» **PROMPT**
Beginning with the first line, copy out each line of the material until the line containing "fn canvas(&mut self) -> &mut Self::Canvas;" has been copied as well.

>>>

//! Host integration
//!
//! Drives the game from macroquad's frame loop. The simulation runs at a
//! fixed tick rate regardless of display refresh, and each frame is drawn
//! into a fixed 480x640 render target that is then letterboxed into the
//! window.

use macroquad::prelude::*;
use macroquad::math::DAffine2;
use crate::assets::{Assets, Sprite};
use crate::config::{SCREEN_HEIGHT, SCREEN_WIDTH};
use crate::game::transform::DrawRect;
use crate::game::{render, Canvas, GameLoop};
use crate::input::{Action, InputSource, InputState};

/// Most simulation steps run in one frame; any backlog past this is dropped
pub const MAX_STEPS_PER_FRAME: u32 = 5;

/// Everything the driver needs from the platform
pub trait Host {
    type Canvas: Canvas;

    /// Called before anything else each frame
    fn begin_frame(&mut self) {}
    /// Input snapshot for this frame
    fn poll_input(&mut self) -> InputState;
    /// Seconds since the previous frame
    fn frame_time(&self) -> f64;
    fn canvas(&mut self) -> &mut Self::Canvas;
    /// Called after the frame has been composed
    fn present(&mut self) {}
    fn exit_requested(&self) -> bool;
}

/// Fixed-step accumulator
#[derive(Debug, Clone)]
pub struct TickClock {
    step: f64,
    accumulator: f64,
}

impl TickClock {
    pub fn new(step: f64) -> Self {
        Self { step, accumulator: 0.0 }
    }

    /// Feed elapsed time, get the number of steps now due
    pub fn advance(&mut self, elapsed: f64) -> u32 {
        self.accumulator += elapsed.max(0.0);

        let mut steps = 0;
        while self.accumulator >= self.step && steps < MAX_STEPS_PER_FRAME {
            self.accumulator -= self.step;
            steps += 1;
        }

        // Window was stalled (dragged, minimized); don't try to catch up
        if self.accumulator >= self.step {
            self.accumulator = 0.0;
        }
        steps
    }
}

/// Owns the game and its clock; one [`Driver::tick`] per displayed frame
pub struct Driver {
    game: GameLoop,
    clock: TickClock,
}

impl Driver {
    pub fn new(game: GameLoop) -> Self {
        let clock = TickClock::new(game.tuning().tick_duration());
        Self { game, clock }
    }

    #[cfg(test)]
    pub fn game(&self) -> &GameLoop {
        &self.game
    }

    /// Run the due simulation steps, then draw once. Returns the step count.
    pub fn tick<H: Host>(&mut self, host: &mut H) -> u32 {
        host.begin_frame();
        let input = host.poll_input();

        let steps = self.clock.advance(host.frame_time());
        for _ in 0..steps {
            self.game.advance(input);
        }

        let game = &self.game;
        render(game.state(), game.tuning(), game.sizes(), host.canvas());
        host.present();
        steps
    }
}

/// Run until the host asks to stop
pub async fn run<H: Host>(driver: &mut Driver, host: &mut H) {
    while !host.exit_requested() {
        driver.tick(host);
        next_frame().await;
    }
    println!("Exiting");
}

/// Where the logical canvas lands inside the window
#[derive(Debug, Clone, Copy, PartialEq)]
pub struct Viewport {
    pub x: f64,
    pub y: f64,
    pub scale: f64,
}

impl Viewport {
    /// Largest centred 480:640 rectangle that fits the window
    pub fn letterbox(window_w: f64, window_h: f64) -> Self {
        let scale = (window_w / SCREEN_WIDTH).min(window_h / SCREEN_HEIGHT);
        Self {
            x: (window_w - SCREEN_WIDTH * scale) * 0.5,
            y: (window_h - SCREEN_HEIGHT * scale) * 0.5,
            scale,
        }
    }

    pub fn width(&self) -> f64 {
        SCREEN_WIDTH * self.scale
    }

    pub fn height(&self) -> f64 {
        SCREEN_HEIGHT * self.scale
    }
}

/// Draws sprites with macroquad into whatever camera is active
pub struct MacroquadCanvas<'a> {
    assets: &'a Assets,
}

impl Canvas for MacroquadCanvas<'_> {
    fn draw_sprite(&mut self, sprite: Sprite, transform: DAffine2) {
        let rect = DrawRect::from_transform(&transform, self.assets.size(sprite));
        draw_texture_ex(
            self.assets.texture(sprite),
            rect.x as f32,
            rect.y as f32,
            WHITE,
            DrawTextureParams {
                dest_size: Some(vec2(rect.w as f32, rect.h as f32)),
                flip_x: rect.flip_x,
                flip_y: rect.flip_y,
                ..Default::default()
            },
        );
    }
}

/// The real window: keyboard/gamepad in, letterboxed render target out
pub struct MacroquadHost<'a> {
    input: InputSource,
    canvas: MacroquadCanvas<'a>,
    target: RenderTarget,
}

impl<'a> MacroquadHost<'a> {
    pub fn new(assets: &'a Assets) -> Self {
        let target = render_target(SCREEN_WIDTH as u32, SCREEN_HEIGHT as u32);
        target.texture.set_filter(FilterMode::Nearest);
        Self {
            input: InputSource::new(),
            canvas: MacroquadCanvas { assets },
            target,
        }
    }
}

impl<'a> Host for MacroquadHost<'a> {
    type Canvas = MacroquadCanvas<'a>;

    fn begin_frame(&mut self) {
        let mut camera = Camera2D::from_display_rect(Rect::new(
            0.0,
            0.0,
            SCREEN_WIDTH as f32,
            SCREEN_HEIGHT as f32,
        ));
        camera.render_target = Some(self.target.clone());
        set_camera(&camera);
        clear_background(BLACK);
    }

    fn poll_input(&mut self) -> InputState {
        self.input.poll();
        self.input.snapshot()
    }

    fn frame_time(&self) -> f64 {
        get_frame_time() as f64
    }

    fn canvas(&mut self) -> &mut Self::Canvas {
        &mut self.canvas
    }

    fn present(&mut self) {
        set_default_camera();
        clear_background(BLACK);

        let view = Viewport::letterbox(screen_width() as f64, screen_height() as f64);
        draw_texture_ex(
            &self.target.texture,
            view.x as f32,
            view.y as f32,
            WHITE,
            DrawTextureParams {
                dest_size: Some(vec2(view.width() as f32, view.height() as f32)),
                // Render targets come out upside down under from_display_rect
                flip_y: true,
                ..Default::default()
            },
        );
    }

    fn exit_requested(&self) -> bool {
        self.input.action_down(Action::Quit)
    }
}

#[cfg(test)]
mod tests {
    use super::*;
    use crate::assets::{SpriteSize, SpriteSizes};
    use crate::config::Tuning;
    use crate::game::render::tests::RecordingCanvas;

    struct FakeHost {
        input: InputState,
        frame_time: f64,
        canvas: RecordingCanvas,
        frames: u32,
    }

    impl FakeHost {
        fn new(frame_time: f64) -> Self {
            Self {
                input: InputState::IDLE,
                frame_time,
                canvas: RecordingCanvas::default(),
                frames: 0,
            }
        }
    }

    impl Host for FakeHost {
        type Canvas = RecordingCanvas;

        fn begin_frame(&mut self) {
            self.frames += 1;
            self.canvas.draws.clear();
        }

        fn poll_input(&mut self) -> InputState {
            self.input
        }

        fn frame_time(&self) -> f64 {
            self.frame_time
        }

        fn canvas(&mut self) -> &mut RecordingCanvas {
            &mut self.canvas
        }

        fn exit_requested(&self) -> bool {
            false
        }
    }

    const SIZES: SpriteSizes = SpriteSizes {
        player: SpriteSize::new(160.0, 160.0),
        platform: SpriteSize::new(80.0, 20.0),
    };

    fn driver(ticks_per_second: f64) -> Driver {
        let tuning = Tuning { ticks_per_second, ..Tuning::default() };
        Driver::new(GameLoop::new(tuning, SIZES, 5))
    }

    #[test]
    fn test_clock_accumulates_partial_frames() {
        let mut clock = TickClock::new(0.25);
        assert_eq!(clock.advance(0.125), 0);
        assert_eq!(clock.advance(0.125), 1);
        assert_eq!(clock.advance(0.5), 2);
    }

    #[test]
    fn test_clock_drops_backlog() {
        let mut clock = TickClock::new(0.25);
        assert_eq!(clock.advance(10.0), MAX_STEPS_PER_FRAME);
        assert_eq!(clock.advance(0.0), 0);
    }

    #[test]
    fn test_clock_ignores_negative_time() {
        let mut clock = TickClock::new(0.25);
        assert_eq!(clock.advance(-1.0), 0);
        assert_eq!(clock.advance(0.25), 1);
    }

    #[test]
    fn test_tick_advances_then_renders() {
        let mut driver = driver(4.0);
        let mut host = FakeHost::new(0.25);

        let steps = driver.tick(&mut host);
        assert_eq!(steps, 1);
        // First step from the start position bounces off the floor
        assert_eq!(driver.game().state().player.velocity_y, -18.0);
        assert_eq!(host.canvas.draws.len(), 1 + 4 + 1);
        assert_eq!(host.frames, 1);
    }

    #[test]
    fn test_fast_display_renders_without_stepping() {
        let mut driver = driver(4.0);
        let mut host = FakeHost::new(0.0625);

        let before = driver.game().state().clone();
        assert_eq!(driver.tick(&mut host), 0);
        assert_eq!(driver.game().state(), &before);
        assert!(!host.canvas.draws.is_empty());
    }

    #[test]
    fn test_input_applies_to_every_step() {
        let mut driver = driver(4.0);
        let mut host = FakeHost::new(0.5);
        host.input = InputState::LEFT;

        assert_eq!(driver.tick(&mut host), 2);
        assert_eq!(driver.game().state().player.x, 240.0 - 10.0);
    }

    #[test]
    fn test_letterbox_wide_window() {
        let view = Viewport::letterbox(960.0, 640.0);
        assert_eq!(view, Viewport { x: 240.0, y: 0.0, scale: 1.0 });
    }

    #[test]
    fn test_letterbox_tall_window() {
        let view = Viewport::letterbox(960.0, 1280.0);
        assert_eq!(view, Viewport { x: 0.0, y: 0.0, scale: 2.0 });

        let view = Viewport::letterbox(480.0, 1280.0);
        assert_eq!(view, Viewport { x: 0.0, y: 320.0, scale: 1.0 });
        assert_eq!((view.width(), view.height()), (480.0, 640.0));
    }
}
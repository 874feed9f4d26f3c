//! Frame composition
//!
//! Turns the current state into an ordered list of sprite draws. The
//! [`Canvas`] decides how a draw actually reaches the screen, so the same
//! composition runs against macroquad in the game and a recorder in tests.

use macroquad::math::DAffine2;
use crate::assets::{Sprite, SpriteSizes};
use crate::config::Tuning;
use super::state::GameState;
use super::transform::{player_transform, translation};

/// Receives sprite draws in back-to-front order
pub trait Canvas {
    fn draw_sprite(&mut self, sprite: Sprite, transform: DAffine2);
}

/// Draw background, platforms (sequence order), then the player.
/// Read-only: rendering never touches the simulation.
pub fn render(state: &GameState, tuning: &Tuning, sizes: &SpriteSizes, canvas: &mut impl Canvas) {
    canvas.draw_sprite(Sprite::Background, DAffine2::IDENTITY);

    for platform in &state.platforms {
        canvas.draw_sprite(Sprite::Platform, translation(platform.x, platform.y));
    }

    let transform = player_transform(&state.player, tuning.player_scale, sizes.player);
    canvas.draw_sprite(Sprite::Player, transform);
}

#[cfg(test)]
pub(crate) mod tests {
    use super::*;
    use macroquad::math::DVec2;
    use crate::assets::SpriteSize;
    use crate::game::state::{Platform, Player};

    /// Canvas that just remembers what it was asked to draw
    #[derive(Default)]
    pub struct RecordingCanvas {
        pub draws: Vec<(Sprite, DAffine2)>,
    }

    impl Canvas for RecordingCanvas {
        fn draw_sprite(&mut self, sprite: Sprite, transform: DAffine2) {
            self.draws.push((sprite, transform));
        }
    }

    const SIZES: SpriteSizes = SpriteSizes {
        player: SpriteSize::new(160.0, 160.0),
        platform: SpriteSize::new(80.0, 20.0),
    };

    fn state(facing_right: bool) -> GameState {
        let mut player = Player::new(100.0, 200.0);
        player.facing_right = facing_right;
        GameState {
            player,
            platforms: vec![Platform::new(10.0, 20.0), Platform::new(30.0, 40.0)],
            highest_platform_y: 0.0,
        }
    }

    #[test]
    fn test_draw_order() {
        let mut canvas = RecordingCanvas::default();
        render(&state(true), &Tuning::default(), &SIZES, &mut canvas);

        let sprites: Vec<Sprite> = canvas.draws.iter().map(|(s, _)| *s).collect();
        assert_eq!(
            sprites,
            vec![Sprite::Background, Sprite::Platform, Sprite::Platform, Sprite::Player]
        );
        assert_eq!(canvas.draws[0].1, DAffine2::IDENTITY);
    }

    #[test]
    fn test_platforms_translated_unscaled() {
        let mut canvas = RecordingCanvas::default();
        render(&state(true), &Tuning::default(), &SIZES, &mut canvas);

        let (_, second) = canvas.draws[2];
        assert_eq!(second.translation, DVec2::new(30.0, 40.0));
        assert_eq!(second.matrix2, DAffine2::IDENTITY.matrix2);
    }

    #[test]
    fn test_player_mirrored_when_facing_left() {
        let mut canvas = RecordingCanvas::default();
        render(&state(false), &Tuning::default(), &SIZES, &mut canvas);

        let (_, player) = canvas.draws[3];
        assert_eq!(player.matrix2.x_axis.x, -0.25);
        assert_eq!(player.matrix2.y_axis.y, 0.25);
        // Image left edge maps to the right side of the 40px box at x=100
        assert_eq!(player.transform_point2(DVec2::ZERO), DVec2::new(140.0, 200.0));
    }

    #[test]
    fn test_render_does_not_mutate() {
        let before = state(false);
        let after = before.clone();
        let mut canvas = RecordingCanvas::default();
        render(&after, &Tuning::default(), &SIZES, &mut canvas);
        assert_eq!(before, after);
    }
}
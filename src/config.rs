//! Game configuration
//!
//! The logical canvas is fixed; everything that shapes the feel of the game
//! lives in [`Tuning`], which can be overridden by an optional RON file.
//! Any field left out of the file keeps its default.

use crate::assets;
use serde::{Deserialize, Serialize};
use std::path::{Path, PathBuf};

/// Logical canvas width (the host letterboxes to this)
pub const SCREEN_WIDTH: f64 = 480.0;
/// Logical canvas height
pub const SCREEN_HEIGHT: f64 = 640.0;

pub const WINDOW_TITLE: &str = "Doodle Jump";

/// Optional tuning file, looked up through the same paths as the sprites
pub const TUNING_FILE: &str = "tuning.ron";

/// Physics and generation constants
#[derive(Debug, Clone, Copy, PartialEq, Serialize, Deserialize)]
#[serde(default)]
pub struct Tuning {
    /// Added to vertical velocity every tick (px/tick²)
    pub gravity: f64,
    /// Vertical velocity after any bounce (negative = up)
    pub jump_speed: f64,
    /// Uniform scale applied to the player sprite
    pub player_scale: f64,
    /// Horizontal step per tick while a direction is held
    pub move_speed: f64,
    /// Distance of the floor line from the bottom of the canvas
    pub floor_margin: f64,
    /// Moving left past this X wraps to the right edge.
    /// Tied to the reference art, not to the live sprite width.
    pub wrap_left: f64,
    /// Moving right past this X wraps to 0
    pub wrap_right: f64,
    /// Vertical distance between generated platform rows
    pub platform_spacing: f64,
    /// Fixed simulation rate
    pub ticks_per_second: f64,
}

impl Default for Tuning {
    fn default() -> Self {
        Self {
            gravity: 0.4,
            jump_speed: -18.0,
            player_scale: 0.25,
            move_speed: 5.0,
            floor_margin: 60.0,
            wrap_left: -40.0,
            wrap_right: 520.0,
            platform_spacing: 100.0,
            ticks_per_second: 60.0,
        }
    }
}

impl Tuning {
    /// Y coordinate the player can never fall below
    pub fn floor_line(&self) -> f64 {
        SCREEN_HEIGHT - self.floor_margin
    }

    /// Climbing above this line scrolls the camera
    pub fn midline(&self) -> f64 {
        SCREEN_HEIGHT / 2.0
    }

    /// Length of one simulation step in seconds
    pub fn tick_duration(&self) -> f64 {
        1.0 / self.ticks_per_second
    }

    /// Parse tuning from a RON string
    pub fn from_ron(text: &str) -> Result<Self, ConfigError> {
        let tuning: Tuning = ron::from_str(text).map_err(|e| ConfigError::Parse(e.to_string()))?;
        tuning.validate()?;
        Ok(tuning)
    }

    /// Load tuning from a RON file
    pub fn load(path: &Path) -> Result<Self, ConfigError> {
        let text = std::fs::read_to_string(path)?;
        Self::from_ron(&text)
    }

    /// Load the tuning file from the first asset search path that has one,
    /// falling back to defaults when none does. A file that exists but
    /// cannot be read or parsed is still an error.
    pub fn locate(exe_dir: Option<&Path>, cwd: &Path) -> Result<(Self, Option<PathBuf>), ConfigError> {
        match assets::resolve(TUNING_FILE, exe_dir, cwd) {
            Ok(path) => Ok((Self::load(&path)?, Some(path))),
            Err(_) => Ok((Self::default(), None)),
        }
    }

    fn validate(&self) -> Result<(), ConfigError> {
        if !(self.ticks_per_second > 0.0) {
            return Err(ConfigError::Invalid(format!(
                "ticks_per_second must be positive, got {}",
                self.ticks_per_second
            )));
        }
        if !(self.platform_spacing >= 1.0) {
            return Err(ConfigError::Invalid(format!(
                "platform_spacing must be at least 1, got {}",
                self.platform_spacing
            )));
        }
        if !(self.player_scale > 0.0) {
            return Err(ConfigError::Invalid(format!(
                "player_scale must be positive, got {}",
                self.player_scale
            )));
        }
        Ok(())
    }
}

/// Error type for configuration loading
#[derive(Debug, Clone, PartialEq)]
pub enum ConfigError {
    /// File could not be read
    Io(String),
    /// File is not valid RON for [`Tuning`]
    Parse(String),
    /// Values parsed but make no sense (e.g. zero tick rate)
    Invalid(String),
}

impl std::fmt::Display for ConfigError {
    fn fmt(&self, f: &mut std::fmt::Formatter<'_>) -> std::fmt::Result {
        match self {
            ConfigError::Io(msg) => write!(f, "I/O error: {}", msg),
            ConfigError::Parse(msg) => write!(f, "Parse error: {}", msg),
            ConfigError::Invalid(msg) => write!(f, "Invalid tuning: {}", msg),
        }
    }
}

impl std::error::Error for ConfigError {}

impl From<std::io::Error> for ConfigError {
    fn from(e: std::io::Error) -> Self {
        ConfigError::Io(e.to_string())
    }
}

<<<

» **THE ANSWER**
//! Host integration
//!
//! Drives the game from macroquad's frame loop. The simulation runs at a
//! fixed tick rate regardless of display refresh, and each frame is drawn
//! into a fixed 480x640 render target that is then letterboxed into the
//! window.

use macroquad::prelude::*;
use macroquad::math::DAffine2;
use crate::assets::{Assets, Sprite};
use crate::config::{SCREEN_HEIGHT, SCREEN_WIDTH};
use crate::game::transform::DrawRect;
use crate::game::{render, Canvas, GameLoop};
use crate::input::{Action, InputSource, InputState};

/// Most simulation steps run in one frame; any backlog past this is dropped
pub const MAX_STEPS_PER_FRAME: u32 = 5;

/// Everything the driver needs from the platform
pub trait Host {
    type Canvas: Canvas;

    /// Called before anything else each frame
    fn begin_frame(&mut self) {}
    /// Input snapshot for this frame
    fn poll_input(&mut self) -> InputState;
    /// Seconds since the previous frame
    fn frame_time(&self) -> f64;
    fn canvas(&mut self) -> &mut Self::Canvas;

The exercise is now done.